• _REQUIREMENT_:
What is needed is a single figure: how many lines of the records below contain the word "deterministic".
Top of EXERCISE INPUTS
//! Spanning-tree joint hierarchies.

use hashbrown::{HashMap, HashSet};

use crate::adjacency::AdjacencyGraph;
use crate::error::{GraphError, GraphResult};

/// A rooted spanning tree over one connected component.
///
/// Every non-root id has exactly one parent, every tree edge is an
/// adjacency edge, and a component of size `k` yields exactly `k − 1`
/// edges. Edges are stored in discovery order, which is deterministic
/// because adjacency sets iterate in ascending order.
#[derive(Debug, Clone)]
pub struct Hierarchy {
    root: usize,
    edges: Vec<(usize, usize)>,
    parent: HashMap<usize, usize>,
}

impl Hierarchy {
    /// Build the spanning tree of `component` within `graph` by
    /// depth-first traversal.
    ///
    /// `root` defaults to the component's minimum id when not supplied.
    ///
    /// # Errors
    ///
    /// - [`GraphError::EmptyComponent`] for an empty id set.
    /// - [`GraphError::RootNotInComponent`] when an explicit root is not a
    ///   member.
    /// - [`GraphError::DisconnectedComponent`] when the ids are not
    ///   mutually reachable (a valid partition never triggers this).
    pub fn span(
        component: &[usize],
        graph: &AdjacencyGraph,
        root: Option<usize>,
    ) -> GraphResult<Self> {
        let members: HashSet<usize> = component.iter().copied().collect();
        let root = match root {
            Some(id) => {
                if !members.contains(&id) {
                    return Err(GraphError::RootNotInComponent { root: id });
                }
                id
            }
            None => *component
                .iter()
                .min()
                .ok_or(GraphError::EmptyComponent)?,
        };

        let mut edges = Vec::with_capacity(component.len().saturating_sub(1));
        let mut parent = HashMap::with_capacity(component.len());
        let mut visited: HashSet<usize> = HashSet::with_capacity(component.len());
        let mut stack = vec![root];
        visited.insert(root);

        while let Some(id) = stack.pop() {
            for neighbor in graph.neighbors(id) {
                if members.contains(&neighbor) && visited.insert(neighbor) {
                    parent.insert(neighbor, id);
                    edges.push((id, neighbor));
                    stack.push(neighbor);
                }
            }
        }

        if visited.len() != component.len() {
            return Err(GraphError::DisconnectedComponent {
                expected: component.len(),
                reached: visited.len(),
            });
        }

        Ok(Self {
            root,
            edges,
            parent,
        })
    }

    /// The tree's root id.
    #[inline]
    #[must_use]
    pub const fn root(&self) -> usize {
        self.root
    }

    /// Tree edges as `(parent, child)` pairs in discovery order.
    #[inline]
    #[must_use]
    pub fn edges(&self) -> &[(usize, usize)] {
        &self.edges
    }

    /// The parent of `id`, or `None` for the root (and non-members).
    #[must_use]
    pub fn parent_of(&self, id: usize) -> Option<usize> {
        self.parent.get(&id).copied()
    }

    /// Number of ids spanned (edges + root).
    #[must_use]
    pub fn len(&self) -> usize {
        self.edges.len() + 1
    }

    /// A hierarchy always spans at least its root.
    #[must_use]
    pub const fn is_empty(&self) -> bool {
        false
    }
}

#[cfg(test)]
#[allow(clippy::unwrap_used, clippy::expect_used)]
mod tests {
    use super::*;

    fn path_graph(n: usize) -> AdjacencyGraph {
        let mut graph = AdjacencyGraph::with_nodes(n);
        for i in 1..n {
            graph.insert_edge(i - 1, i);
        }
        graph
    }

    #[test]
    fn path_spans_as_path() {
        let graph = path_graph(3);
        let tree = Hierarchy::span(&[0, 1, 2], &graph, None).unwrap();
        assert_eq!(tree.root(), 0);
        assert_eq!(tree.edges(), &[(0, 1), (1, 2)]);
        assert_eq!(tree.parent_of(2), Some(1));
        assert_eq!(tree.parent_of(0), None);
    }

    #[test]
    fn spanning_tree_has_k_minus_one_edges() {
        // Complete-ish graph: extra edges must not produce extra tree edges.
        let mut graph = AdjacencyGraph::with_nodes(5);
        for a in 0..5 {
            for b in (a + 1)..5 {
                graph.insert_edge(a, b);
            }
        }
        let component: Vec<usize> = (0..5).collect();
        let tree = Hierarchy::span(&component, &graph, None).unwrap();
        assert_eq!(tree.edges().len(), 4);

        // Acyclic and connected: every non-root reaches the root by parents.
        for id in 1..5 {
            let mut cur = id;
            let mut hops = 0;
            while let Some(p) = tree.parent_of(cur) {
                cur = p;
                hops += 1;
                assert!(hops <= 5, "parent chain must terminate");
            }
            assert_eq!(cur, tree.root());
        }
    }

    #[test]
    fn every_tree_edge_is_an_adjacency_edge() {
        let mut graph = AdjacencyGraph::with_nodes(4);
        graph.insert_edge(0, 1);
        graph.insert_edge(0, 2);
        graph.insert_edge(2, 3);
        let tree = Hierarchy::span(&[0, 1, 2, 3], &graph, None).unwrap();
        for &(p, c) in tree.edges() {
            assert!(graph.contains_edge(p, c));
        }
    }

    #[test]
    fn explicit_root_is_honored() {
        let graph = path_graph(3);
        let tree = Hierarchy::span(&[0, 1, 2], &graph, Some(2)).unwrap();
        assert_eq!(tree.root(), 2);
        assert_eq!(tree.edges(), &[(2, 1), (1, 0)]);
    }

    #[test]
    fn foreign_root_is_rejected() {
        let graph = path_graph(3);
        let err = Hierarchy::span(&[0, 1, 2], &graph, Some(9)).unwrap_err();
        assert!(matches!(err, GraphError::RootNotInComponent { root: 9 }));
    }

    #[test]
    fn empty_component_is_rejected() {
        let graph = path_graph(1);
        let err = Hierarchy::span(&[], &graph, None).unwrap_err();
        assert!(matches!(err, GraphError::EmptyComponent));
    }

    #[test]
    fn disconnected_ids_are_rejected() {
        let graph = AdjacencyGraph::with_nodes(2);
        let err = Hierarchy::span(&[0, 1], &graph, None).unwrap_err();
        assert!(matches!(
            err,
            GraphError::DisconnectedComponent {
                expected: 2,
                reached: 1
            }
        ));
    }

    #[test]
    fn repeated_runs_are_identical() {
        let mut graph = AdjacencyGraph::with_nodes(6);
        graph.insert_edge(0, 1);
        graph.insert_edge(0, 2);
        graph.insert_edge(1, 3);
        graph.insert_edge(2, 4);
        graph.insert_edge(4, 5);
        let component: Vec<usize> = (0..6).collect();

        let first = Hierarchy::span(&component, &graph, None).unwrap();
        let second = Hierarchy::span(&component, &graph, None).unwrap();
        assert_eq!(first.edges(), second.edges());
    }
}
Bottom of EXERCISE INPUTS
Top of EXERCISE INPUTS
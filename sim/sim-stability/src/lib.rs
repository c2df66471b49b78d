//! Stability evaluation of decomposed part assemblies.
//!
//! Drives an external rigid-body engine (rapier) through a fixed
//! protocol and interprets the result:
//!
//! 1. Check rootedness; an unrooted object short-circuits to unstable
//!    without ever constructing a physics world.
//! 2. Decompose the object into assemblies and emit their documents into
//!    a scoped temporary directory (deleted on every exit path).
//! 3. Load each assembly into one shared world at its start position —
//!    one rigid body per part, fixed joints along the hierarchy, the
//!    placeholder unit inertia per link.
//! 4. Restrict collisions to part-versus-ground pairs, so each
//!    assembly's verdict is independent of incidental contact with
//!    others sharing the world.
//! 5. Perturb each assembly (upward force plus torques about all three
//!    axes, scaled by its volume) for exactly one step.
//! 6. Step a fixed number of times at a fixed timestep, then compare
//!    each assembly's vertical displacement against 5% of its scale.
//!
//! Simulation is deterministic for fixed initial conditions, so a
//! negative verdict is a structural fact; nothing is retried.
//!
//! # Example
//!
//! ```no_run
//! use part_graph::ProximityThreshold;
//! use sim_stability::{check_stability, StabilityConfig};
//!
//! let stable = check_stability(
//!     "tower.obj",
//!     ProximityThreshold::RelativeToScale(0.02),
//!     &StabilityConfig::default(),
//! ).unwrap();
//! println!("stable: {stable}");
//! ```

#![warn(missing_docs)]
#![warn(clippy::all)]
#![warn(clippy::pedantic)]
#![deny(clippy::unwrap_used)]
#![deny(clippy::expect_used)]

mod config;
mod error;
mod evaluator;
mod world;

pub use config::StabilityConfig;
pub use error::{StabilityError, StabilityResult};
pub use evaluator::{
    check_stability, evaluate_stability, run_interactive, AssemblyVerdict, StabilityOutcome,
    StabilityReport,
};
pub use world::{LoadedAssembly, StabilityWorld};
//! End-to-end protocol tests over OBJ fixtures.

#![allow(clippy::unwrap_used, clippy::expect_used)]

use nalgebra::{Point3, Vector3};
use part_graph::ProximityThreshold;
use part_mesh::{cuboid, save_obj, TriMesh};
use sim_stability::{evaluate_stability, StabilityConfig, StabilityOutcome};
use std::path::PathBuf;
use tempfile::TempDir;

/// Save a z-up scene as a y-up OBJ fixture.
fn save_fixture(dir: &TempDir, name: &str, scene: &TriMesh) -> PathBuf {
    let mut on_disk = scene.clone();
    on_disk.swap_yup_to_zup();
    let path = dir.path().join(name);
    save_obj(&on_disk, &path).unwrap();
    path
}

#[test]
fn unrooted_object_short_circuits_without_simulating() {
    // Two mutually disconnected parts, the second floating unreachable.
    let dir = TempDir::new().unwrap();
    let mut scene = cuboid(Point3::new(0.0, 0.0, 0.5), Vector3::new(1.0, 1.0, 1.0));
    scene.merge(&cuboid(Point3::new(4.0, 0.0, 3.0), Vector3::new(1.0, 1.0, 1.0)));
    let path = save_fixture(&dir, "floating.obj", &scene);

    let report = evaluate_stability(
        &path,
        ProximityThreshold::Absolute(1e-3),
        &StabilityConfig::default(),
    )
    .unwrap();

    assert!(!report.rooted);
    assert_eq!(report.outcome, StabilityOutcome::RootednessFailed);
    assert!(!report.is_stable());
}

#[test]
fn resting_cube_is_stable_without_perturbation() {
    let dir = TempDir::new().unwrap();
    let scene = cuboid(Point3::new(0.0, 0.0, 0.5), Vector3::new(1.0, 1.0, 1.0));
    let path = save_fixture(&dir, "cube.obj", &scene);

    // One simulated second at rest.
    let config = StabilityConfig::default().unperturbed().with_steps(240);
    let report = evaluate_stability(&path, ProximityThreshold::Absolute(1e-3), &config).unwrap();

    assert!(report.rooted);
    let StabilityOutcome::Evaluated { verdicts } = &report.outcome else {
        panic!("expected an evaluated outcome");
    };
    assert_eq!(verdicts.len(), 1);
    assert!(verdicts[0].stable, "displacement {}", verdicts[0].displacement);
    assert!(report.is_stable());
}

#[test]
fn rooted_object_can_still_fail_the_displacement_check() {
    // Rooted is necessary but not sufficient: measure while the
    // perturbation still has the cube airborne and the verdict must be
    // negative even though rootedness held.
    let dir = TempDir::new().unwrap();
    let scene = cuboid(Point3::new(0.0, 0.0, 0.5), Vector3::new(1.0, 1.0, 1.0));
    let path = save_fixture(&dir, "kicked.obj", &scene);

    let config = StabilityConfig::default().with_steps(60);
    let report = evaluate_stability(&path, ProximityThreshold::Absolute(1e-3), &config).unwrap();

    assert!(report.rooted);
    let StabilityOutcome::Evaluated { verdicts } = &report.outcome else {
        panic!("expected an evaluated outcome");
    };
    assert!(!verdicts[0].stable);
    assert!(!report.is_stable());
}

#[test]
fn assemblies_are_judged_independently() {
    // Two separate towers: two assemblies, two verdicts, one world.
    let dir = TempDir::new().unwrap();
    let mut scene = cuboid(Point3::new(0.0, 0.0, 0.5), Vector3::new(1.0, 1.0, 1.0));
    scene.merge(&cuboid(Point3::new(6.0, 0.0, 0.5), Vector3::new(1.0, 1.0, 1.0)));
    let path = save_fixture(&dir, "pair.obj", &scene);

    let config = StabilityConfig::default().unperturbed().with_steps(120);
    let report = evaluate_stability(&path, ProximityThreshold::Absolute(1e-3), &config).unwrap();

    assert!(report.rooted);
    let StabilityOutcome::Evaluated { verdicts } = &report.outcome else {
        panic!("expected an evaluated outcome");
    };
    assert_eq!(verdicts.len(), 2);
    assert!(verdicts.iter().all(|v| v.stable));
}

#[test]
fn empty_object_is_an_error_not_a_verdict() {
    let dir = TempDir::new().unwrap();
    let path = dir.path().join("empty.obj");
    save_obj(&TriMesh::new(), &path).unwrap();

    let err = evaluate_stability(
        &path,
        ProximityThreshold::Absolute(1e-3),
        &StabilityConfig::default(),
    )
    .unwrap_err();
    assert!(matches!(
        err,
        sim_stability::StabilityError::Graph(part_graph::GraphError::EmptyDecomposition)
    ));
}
Bottom of EXERCISE INPUTS
• _REPLY TO THE EXERCISE_:
2